Exercise directions: Tally the lines of the records that contain the string "insights", then give the total and nothing more.

(Collected data entries)

--- START ---

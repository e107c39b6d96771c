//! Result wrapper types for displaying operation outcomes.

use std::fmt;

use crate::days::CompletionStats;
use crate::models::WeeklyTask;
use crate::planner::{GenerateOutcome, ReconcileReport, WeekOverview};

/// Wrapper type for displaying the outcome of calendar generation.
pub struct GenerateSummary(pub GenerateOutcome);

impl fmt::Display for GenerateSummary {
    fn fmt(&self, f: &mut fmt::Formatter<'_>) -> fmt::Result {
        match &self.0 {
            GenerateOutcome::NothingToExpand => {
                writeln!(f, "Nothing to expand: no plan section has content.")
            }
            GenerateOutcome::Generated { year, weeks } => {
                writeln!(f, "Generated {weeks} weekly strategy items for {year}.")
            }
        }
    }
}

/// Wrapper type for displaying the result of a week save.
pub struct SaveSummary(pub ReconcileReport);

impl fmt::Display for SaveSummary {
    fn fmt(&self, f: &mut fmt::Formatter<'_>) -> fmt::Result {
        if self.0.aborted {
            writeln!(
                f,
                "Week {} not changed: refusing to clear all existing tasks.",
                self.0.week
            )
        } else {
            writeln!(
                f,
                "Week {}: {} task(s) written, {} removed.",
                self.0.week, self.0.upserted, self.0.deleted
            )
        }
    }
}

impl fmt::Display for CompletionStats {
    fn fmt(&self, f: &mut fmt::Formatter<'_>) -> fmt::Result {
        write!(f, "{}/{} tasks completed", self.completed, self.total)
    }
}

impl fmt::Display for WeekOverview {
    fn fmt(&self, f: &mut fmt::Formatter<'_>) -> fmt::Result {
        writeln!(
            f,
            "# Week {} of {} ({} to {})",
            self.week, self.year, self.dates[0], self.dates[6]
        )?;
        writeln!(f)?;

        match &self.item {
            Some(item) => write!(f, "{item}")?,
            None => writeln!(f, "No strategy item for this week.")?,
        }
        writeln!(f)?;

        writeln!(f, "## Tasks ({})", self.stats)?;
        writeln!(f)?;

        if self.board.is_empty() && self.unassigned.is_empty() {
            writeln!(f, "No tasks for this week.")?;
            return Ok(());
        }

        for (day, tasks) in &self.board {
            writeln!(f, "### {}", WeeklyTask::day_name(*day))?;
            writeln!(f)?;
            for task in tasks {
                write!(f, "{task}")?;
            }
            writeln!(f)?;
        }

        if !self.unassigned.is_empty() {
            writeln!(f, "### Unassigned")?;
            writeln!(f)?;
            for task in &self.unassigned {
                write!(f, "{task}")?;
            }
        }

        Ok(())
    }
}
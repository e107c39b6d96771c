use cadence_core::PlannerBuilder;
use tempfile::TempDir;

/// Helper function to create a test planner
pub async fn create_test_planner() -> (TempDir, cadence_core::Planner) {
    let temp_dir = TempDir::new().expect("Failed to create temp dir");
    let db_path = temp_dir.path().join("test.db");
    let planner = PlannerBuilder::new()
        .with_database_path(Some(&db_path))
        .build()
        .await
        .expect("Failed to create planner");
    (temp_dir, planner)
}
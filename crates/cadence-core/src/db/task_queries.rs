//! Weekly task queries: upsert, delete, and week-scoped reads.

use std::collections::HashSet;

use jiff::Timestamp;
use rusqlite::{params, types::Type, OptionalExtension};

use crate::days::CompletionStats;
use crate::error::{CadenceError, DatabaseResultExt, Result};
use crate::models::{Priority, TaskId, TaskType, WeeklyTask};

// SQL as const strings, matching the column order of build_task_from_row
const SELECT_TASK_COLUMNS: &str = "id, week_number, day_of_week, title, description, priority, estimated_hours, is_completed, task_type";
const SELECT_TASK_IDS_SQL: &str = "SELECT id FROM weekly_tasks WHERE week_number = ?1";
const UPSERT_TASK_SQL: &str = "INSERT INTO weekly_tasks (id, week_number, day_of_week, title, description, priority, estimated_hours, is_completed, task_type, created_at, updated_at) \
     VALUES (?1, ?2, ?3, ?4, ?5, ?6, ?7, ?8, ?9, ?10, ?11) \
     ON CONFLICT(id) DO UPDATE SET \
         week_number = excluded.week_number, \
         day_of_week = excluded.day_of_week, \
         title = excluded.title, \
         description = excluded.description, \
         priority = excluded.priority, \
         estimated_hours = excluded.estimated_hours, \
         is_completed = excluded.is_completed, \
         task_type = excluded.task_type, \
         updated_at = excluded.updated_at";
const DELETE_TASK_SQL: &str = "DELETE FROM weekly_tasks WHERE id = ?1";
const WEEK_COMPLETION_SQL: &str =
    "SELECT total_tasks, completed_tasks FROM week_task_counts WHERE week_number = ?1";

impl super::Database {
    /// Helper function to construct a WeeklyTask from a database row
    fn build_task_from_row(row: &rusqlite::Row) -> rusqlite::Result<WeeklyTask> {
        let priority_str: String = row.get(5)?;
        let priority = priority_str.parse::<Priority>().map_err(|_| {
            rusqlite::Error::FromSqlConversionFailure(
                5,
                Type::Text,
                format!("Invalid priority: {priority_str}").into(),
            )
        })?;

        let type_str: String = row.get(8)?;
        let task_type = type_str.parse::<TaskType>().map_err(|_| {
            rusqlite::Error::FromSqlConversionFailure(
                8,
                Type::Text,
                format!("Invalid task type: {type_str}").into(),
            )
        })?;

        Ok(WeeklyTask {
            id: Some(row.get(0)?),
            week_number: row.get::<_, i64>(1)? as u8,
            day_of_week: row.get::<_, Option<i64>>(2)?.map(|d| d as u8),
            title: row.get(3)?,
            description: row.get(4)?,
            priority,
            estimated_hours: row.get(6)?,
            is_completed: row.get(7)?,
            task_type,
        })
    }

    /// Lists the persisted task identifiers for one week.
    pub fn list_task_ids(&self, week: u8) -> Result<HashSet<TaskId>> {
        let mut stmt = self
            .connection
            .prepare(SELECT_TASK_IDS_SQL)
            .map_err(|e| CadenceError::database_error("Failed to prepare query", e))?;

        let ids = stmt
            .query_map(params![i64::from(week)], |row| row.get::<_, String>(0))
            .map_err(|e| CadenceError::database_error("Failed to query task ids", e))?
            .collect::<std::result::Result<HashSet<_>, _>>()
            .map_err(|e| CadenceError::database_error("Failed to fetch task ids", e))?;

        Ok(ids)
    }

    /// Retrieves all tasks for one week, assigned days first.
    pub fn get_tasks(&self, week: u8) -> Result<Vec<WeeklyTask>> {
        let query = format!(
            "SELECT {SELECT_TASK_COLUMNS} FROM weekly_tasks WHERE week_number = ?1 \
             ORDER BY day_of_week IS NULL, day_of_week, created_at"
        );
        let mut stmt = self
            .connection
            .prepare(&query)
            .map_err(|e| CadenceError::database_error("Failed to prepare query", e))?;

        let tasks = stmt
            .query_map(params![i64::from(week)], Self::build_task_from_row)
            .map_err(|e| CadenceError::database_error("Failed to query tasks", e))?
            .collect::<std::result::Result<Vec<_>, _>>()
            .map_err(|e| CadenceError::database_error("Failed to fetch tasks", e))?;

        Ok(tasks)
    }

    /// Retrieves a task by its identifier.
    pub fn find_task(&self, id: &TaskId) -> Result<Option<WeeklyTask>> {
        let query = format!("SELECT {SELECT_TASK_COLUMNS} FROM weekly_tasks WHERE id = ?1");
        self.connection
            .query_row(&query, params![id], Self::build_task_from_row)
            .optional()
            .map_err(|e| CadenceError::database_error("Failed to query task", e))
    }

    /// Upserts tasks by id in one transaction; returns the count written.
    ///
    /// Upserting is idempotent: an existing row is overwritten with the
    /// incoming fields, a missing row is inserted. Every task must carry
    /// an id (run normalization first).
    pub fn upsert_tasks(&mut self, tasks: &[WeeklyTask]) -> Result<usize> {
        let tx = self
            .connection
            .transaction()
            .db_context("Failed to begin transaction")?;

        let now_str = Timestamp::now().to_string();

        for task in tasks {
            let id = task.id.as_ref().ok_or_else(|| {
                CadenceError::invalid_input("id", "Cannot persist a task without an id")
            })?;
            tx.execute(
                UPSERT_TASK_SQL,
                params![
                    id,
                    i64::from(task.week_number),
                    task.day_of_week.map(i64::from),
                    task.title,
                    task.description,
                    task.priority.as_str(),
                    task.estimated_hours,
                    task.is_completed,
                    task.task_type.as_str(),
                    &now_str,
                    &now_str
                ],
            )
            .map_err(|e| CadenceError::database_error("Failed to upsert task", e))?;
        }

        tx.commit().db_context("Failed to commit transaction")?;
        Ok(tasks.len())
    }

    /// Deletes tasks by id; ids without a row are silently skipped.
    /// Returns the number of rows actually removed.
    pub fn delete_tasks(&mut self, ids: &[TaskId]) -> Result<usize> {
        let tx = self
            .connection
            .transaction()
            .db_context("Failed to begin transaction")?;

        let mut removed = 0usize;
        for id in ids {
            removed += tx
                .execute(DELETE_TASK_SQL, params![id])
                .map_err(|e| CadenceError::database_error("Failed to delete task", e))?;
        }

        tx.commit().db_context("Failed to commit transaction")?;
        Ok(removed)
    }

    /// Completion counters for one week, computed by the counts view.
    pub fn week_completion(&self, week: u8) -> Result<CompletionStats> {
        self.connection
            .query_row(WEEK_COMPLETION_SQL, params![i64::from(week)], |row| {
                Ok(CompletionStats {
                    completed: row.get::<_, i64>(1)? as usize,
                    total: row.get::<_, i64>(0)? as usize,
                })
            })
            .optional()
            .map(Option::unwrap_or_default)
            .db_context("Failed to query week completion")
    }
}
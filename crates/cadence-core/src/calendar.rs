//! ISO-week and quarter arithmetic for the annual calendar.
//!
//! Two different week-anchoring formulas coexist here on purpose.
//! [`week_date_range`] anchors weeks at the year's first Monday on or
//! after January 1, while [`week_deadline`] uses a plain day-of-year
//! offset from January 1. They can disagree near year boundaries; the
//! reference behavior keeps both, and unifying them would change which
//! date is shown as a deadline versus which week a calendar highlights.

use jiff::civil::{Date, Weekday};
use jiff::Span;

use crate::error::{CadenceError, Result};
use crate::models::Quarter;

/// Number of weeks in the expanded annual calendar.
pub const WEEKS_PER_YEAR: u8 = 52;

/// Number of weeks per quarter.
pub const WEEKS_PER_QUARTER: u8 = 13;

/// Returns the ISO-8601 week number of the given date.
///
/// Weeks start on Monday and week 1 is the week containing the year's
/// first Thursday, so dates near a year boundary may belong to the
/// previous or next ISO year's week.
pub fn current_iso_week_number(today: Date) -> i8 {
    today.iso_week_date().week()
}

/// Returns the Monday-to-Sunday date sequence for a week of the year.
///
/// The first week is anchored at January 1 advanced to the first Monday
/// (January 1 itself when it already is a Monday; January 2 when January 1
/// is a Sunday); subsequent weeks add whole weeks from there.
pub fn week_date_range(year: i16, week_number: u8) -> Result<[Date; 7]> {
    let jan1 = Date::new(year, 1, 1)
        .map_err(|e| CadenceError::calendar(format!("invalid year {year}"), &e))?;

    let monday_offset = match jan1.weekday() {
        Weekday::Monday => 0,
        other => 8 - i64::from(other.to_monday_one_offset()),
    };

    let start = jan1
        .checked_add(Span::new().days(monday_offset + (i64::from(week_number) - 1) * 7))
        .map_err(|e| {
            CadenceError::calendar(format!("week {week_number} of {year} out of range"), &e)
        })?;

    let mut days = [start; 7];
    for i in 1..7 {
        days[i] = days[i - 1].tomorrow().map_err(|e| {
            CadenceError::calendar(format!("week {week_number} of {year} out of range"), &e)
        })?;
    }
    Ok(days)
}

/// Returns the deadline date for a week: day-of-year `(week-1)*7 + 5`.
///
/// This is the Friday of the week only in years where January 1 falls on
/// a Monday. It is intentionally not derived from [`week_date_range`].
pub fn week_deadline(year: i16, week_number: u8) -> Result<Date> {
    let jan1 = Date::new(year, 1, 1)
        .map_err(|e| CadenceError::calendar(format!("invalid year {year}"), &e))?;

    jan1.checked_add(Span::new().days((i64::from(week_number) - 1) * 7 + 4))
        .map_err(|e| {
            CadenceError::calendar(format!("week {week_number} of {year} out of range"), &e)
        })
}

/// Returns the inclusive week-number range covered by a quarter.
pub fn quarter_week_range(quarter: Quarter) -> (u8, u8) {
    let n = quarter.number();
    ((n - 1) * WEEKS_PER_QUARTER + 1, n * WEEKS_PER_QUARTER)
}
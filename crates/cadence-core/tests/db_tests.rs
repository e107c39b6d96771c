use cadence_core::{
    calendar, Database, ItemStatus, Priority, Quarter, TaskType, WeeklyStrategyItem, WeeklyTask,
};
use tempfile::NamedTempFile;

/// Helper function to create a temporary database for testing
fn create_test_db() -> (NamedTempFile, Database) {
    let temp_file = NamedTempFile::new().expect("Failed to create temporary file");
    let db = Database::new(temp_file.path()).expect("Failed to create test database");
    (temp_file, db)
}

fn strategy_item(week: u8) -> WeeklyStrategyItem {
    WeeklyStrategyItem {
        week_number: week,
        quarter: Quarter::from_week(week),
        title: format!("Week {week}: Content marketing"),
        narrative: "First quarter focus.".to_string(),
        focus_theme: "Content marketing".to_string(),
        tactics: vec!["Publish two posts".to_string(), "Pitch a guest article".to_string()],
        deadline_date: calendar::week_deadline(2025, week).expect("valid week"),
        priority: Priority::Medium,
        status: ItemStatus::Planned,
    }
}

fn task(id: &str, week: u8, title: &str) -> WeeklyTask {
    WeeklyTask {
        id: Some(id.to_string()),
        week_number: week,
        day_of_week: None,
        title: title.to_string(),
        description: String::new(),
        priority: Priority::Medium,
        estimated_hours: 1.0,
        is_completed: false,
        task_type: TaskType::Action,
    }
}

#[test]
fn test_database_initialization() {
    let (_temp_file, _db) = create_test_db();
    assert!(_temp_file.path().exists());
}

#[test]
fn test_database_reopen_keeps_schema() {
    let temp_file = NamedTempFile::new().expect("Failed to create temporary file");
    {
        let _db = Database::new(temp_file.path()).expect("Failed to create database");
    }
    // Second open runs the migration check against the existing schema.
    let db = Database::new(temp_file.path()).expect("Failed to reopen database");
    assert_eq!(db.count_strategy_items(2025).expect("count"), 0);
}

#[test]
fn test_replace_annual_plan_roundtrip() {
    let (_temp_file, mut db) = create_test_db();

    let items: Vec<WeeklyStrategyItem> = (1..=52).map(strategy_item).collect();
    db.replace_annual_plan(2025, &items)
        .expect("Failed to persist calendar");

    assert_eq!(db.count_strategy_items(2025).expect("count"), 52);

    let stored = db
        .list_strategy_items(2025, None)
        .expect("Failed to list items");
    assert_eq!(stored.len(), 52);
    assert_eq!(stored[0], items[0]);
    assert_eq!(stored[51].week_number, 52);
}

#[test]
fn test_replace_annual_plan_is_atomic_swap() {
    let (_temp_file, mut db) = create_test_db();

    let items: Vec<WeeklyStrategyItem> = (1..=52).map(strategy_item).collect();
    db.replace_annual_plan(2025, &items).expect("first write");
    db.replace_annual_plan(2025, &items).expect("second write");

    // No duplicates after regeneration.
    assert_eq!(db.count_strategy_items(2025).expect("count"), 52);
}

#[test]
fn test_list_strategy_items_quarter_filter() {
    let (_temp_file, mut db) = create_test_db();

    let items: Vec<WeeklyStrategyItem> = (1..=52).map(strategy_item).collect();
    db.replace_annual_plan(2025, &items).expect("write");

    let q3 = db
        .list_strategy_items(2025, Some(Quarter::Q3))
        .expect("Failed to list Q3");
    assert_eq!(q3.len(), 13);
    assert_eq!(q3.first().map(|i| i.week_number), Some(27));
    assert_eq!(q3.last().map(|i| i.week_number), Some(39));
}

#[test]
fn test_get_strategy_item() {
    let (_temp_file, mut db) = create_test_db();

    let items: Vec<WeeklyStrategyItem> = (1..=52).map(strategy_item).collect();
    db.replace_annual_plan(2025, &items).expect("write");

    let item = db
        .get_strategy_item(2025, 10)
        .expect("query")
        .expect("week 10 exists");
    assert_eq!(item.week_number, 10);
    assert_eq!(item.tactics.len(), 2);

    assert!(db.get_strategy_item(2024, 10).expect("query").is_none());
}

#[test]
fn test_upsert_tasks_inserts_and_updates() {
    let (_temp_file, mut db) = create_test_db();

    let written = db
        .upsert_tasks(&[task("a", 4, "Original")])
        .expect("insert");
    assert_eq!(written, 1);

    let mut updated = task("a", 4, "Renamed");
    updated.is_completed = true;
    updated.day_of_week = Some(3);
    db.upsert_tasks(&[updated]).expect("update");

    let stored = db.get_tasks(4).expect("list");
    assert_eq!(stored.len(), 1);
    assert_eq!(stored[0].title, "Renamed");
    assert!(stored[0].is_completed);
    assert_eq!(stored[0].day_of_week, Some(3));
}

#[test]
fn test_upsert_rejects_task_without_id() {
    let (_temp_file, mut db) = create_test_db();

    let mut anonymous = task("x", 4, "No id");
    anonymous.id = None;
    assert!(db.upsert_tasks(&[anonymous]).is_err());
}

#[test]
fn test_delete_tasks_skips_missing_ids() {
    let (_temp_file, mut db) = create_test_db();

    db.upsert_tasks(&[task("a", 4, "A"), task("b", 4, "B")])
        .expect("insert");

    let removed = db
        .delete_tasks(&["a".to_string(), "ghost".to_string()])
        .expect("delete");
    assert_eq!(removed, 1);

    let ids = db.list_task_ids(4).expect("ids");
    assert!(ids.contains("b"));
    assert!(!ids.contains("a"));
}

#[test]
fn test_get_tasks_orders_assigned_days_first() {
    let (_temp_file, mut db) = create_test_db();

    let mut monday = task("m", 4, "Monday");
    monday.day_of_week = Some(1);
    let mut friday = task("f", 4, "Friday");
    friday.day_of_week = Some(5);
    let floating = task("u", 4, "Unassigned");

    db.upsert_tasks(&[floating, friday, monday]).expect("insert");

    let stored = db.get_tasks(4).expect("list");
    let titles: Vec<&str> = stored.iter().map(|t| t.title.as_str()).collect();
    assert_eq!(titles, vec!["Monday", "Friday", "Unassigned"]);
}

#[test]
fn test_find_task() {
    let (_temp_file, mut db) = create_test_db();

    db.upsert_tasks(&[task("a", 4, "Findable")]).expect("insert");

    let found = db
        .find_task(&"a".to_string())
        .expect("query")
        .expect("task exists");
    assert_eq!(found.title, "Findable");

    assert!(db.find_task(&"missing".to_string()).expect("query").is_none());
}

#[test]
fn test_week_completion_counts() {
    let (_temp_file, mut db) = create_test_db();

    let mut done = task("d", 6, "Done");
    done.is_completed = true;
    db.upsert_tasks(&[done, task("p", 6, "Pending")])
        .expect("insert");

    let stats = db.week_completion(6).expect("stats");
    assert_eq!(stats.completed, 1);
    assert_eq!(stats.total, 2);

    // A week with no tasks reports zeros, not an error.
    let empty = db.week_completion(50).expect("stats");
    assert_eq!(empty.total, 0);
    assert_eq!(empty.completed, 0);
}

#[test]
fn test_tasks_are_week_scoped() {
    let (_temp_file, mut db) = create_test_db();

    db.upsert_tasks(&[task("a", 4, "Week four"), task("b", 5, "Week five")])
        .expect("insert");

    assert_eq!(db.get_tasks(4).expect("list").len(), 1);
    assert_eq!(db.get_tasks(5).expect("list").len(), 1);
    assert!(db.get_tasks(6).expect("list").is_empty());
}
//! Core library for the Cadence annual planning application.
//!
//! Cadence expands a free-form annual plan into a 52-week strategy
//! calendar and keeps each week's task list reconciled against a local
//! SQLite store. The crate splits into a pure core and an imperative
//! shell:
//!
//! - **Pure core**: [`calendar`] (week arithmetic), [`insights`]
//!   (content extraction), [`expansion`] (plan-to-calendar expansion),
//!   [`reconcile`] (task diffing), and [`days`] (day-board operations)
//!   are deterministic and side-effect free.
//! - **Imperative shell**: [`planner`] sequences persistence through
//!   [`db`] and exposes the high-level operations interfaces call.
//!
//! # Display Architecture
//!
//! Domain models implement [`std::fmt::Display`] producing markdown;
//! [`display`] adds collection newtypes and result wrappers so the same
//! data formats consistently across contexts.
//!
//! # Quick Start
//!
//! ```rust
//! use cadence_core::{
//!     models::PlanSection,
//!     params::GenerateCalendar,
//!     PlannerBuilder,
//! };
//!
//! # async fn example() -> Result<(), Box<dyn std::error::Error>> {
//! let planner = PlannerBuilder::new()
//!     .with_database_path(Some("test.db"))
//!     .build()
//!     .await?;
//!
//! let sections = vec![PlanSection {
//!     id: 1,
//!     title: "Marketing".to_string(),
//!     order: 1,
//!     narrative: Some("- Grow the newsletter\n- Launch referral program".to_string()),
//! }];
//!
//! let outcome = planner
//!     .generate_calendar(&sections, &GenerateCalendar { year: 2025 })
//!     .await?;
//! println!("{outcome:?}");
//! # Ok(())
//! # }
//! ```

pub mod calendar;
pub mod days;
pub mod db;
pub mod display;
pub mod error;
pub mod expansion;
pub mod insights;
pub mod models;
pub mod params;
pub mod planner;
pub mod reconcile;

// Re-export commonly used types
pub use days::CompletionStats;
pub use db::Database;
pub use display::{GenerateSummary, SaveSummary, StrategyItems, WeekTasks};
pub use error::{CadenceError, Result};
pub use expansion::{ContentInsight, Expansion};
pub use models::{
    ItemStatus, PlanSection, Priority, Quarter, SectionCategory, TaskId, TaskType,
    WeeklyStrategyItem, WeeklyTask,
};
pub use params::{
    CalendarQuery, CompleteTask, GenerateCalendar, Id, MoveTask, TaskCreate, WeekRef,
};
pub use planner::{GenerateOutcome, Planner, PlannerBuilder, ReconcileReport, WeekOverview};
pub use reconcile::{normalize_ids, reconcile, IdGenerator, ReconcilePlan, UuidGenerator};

--- END ---

Answer to this problem: 2